A few months later the first snow fell, and it was a doozy of a storm. Dyed-in-the-wool California girl that I was, I went out to the barn paddock late that night and tried to take in yet another aspect of this new life I'd begun to forge for myself. Zzari was standing outside, no doubt wondering about this white substance falling from the sky. I went inside the paddock and led him by the mane over to a part of the fence that I could use as a mounting block. Then, sitting astride my horse in the dead of night - no bridle or saddle - just our breath pluming out ahead of us in the frozen fall air, I looked out toward Our Pasture and thought for the first time in my life that I could die right at that moment and it would all be okay.
Not too long after that I was starting to be in serious need of a farrier. I called around until a guy who'd been highly recommended by some horse people I'd met in the area told me his book was filled, but that I should try calling this other young guy who had just graduated from shoeing school up at Montana State, and who did a really nice job. So, I called that other guy, who showed up at the old stone barn one day and looked me right in the eye as I introduced myself and my horse. And the rest, as they say, is history. A few years later I ended up marrying that up-and-coming farrier, the one who, just yesterday, sat across from me in a downtown restaurant and reassured me that our memories can't be bulldozed like that pasture. We're still here, and so (thank you, Lord) is Zzari.
That made driving past my bulldozed pasture a little more bearable, and maybe the lump in my throat won't be as big as it otherwise would have been when I drive by and see the foundation for that first cookie-cutter tract house being poured.

4 comments:

  1. Anonymous4:00 PM

    Gulp...
    I was talking to a client who mentioned raising Arabians and I couldn't remember the name of the famous (grand?)father of ZZari. I Googled every variant I could think of but got nothing. Then it occurred to me to Google you to see if Zzari and his ancestry might show up.

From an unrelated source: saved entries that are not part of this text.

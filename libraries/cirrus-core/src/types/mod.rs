mod audio;

pub use audio::{AudioFormat, PcmBuffer, SampleRate};
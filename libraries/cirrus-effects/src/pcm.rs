//! Signed 16-bit PCM helpers
//!
//! The playback engine hands over little-endian byte buffers. These helpers
//! move between that representation and `i16` samples, and provide the single
//! saturating conversion every stage uses before writing a sample back.

/// Convert a processed value to a 16-bit sample, saturating at the i16 range
///
/// Clamping happens in floating point before the conversion, so the bounds are
/// exactly [-32768, 32767]. Fractions truncate toward zero. NaN maps to 0.
#[inline]
pub fn clip16(value: f64) -> i16 {
    value.clamp(f64::from(i16::MIN), f64::from(i16::MAX)) as i16
}

/// Decode little-endian signed 16-bit samples into `out`
///
/// `out` is cleared first and only grows when `bytes` holds more samples than
/// its current capacity. A trailing odd byte is ignored.
pub fn decode_le(bytes: &[u8], out: &mut Vec<i16>) {
    out.clear();
    out.extend(
        bytes
            .chunks_exact(2)
            .map(|pair| i16::from_le_bytes([pair[0], pair[1]])),
    );
}

/// Encode samples back into `bytes` as little-endian signed 16-bit
///
/// Writes `min(samples.len(), bytes.len() / 2)` samples; any trailing odd byte
/// is left untouched.
pub fn encode_le(samples: &[i16], bytes: &mut [u8]) {
    for (pair, sample) in bytes.chunks_exact_mut(2).zip(samples) {
        pair.copy_from_slice(&sample.to_le_bytes());
    }
}
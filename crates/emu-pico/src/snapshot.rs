//! JSON state snapshots.
//!
//! Captures the complete observable machine state for debugging sessions,
//! regression fixtures and reproducible bug reports. The format is plain
//! JSON so external tooling can diff and inspect it.

use serde::{Deserialize, Serialize};

use rp2040_pio::constants::{PIO_NUM, SM_COUNT};
use rp2040_pio::{Pio, StateMachine};

use crate::Emulator;

/// State of one state machine.
#[derive(Debug, Clone, Serialize, Deserialize)]
pub struct SmState {
    pub pc: u32,
    pub x: u32,
    pub y: u32,
    pub isr: u32,
    pub isr_count: u32,
    pub osr: u32,
    pub osr_count: u32,
    pub delay: u32,
    pub stalled: bool,
    pub decode_fault: Option<u16>,
    pub clkdiv: u32,
    pub execctrl: u32,
    pub shiftctrl: u32,
    pub pinctrl: u32,
    pub tx_fifo: Vec<u32>,
    pub rx_fifo: Vec<u32>,
    pub fdebug_tx_stall: bool,
    pub fdebug_tx_over: bool,
    pub fdebug_rx_under: bool,
    pub fdebug_rx_stall: bool,
}

impl SmState {
    fn capture(sm: &StateMachine) -> Self {
        let fifo = sm.fifo();
        Self {
            pc: sm.pc(),
            x: sm.x(),
            y: sm.y(),
            isr: sm.isr_value(),
            isr_count: sm.isr_count(),
            osr: sm.osr_value(),
            osr_count: sm.osr_count(),
            delay: sm.delay_remaining(),
            stalled: sm.is_stalled(),
            decode_fault: sm.decode_fault(),
            clkdiv: sm.clkdiv(),
            execctrl: sm.execctrl(),
            shiftctrl: sm.shiftctrl(),
            pinctrl: sm.pinctrl(),
            tx_fifo: fifo.tx_contents(),
            rx_fifo: fifo.rx_contents(),
            fdebug_tx_stall: fifo.tx_stall(),
            fdebug_tx_over: fifo.tx_over(),
            fdebug_rx_under: fifo.rx_under(),
            fdebug_rx_stall: fifo.rx_stall(),
        }
    }
}

/// State of one PIO block.
#[derive(Debug, Clone, Serialize, Deserialize)]
pub struct PioState {
    pub sm_enabled: u32,
    pub instruction_memory: Vec<u16>,
    pub irq_flags: u32,
    pub irq0_inte: u32,
    pub irq0_intf: u32,
    pub irq1_inte: u32,
    pub irq1_intf: u32,
    pub gpio_pins: u32,
    pub gpio_pindirs: u32,
    pub input_sync_bypass: u32,
    pub sms: Vec<SmState>,
}

impl PioState {
    fn capture(pio: &Pio) -> Self {
        Self {
            sm_enabled: pio.sm_enabled(),
            instruction_memory: pio.memory().words().to_vec(),
            irq_flags: pio.irq().read_irq(),
            irq0_inte: pio.irq().inte(0),
            irq0_intf: pio.irq().intf(0),
            irq1_inte: pio.irq().inte(1),
            irq1_intf: pio.irq().intf(1),
            gpio_pins: pio.gpio().pins_value(),
            gpio_pindirs: pio.gpio().pin_dirs_value(),
            input_sync_bypass: pio.gpio().input_sync_bypass(),
            sms: (0..SM_COUNT).map(|i| SmState::capture(pio.sm(i))).collect(),
        }
    }
}

/// Complete machine snapshot.
#[derive(Debug, Clone, Serialize, Deserialize)]
pub struct EmulatorSnapshot {
    /// Completed master clock cycles at capture time.
    pub ticks: u64,
    pub pios: Vec<PioState>,
}

impl EmulatorSnapshot {
    /// Capture the current machine state.
    #[must_use]
    pub fn capture(emulator: &Emulator) -> Self {
        Self {
            ticks: emulator.clock().ticks().get(),
            pios: (0..PIO_NUM).map(|i| PioState::capture(emulator.pio(i))).collect(),
        }
    }

    /// Serialize to pretty-printed JSON.
    pub fn to_json(&self) -> serde_json::Result<String> {
        serde_json::to_string_pretty(self)
    }

    /// Parse a snapshot back from JSON.
    pub fn from_json(text: &str) -> serde_json::Result<Self> {
        serde_json::from_str(text)
    }
}

#[cfg(test)]
mod tests {
    use super::*;
    use emu_core::Tickable;

    #[test]
    fn snapshot_round_trips_through_json() {
        let mut emulator = Emulator::new();
        emulator.pio_mut(0).memory_mut().load(0, &[0xE043, 0x0081]);
        emulator.pio_mut(0).write_ctrl(0x1, 0xF);
        emulator.pio_mut(1).sm_mut(2).fifo_mut().tx_push(0xAA55_AA55);
        for _ in 0..3 {
            emulator.tick();
        }

        let snapshot = EmulatorSnapshot::capture(&emulator);
        assert_eq!(snapshot.ticks, 3);
        assert_eq!(snapshot.pios[0].sms[0].y, 1);
        assert_eq!(snapshot.pios[1].sms[2].tx_fifo, vec![0xAA55_AA55]);

        let json = snapshot.to_json().expect("serialize");
        let parsed = EmulatorSnapshot::from_json(&json).expect("parse");
        assert_eq!(parsed.ticks, 3);
        assert_eq!(parsed.pios[0].instruction_memory[0], 0xE043);
        assert_eq!(parsed.pios[0].sms[0].pc, 1);
    }
}
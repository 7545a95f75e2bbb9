//! Address bus: routes 32-bit addresses to the registered facades.
//!
//! Facades are consulted in registration order; the first one that provides
//! an address handles the access. Unmapped reads return 0, unmapped writes
//! are discarded, unmapped waits fail. `wait` parks the calling thread on
//! the emulator's phase edge until the masked comparison holds or a cycle
//! or wall-clock budget runs out.

use std::error::Error;
use std::fmt;
use std::time::{Duration, Instant};

use emu_core::Registers;

use crate::EmulatorHandle;

/// Bus access failure.
#[derive(Debug, Clone, Copy, PartialEq, Eq)]
pub enum BusError {
    /// No facade provides the address.
    UnmappedAddress(u32),
    /// A wait exhausted its cycle or wall-clock budget.
    Timeout,
    /// A wait was abandoned because its client went away.
    Disconnected,
}

impl fmt::Display for BusError {
    fn fmt(&self, f: &mut fmt::Formatter<'_>) -> fmt::Result {
        match self {
            Self::UnmappedAddress(address) => write!(f, "unmapped address {address:#010x}"),
            Self::Timeout => write!(f, "wait timed out"),
            Self::Disconnected => write!(f, "client disconnected"),
        }
    }
}

impl Error for BusError {}

/// How long a waiter sleeps between re-checks when no phase edge arrives.
const WAIT_SLICE: Duration = Duration::from_millis(10);

/// Ordered collection of register facades over one emulator.
pub struct AddressBus {
    facades: Vec<Box<dyn Registers + Send>>,
    handle: EmulatorHandle,
}

impl AddressBus {
    #[must_use]
    pub fn new(handle: EmulatorHandle) -> Self {
        Self {
            facades: Vec::new(),
            handle,
        }
    }

    /// Register a facade. Later facades never shadow earlier ones; bases
    /// are expected to be disjoint.
    pub fn add_facade(&mut self, facade: Box<dyn Registers + Send>) {
        self.facades.push(facade);
    }

    #[must_use]
    pub fn provides(&self, address: u32) -> bool {
        self.facades.iter().any(|f| f.provides(address))
    }

    /// Read the register at `address`; unmapped addresses read as 0.
    pub fn read(&mut self, address: u32) -> u32 {
        for facade in &mut self.facades {
            if facade.provides(address) {
                return facade.read(address);
            }
        }
        0
    }

    /// Write the register at `address`; unmapped writes are discarded.
    pub fn write(&mut self, address: u32, value: u32) {
        for facade in &mut self.facades {
            if facade.provides(address) {
                facade.write(address, value);
                return;
            }
        }
    }

    /// Diagnostic name of the register at `address`.
    #[must_use]
    pub fn label(&self, address: u32) -> Option<String> {
        self.facades.iter().find_map(|f| f.label(address))
    }

    /// Block until `(read(address) & mask) == (expected & mask)`.
    ///
    /// A zero `cycles_timeout` / `millis_timeout` leaves that axis
    /// unbounded; both may apply. Returns the observed value.
    pub fn wait(
        &mut self,
        address: u32,
        expected: u32,
        mask: u32,
        cycles_timeout: u64,
        millis_timeout: u64,
    ) -> Result<u32, BusError> {
        self.wait_cancellable(address, expected, mask, cycles_timeout, millis_timeout, || {
            false
        })
    }

    /// `wait`, giving up with `BusError::Disconnected` once `cancelled`
    /// reports true (checked between re-reads, never under the lock).
    pub fn wait_cancellable(
        &mut self,
        address: u32,
        expected: u32,
        mask: u32,
        cycles_timeout: u64,
        millis_timeout: u64,
        cancelled: impl Fn() -> bool,
    ) -> Result<u32, BusError> {
        if !self.provides(address) {
            return Err(BusError::UnmappedAddress(address));
        }
        let start_tick = self.handle.ticks();
        let deadline = if millis_timeout > 0 {
            Some(Instant::now() + Duration::from_millis(millis_timeout))
        } else {
            None
        };
        loop {
            let value = self.read(address);
            if value & mask == expected & mask {
                return Ok(value);
            }
            if cycles_timeout > 0 && self.handle.ticks() - start_tick >= cycles_timeout {
                return Err(BusError::Timeout);
            }
            if let Some(deadline) = deadline {
                if Instant::now() >= deadline {
                    return Err(BusError::Timeout);
                }
            }
            if cancelled() {
                return Err(BusError::Disconnected);
            }
            self.handle.wait_phase_edge(WAIT_SLICE);
        }
    }
}

#[cfg(test)]
mod tests {
    use crate::{make_address_bus, EmulatorShared, PIO0_BASE, PIO1_BASE};

    use super::*;

    #[test]
    fn unmapped_addresses_read_zero_and_fail_wait() {
        let handle = EmulatorShared::new();
        let mut bus = make_address_bus(&handle);
        assert!(!bus.provides(0x4000_0000));
        assert_eq!(bus.read(0x4000_0000), 0);
        bus.write(0x4000_0000, 0xFFFF_FFFF);
        assert_eq!(
            bus.wait(0x4000_0000, 0, 0, 1, 0),
            Err(BusError::UnmappedAddress(0x4000_0000))
        );
    }

    #[test]
    fn dispatch_separates_the_two_blocks() {
        let handle = EmulatorShared::new();
        let mut bus = make_address_bus(&handle);
        bus.write(PIO0_BASE + 0x48, 0xE021); // PIO0 INSTR_MEM0
        bus.write(PIO1_BASE + 0x48, 0xE042); // PIO1 INSTR_MEM0
        let emulator = handle.lock();
        assert_eq!(emulator.pio(0).memory().fetch(0), 0xE021);
        assert_eq!(emulator.pio(1).memory().fetch(0), 0xE042);
    }

    #[test]
    fn wait_observes_a_value_already_in_place() {
        let handle = EmulatorShared::new();
        let mut bus = make_address_bus(&handle);
        bus.write(PIO0_BASE + 0x48, 0xE025); // set x, 5
        // SM0_ADDR == 0 already holds
        let observed = bus.wait(PIO0_BASE + 0xD4, 0, 0x1F, 10, 0);
        assert_eq!(observed, Ok(0));
    }

    #[test]
    fn wait_times_out_after_the_cycle_budget() {
        let handle = EmulatorShared::new();
        // nothing drives SM0_ADDR to 5; burn the cycle budget
        let waiter = {
            let handle = handle.clone();
            std::thread::spawn(move || {
                let mut bus = make_address_bus(&handle);
                bus.wait(PIO0_BASE + 0xD4, 5, 0x1F, 100, 0)
            })
        };
        for _ in 0..120 {
            handle.tick();
        }
        assert_eq!(waiter.join().expect("waiter panicked"), Err(BusError::Timeout));
    }

    #[test]
    fn wait_resolves_when_the_machine_reaches_the_state() {
        let handle = EmulatorShared::new();
        let mut bus = make_address_bus(&handle);
        // five nops then a spin: PC reaches 5 and stays
        bus.write(PIO0_BASE + 0x48, 0xA042);
        bus.write(PIO0_BASE + 0x4C, 0xA042);
        bus.write(PIO0_BASE + 0x50, 0xA042);
        bus.write(PIO0_BASE + 0x54, 0xA042);
        bus.write(PIO0_BASE + 0x58, 0xA042);
        bus.write(PIO0_BASE + 0x5C, 0x0005); // jmp 5
        bus.write(PIO0_BASE, 0x1); // CTRL: enable SM0

        let waiter = {
            let handle = handle.clone();
            std::thread::spawn(move || {
                let mut bus = make_address_bus(&handle);
                bus.wait(PIO0_BASE + 0xD4, 5, 0x1F, 0, 2_000)
            })
        };
        for _ in 0..8 {
            handle.tick();
            std::thread::sleep(Duration::from_millis(1));
        }
        let observed = waiter.join().expect("waiter panicked");
        assert_eq!(observed, Ok(5));
    }
}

    Thought I'd click around a bit and noticed the story of your pasture. I remember that pasture too. Sometimes progress sucks.

    By the way, if you haven't already, read Animal, Vegetable, Miracle by Barbara Kingsolver.

    That's all.
    S

    ReplyDelete
  2. Hey, Anon, if you're the "S" I think you are, then I bet you do remember that pasture. (wink)

    How the heck are ya?

    Oh, Zzari's sire was named Ben Rabba, btw. He was a Crabbet stallion, owned by Ed Hubbert (I think I spelled that correctly).

    ReplyDelete
  3. Tears!

    This was so bittersweet and beautifully written.

    I feel the same way when another little bit of the country gets bulldozed. I've been like that as long as I remember. I dread another development in the town I grew up near...Your farrier man is right though. You still have your memories, even if they share space with a lump in your throat.

    ReplyDelete
  4. Thanks be to God for both forgetting and for remembering. There are lots of things in both categories for me, and I suppose it only gets heavier as we age.

    Whenever I need a dose of good memories I drive by a farm that spreads manure. Not many do that these days. Manure has the ability to take me back to my grandfather's dairy farm. I wonder if there is a similar sensory experience that leads me to forget.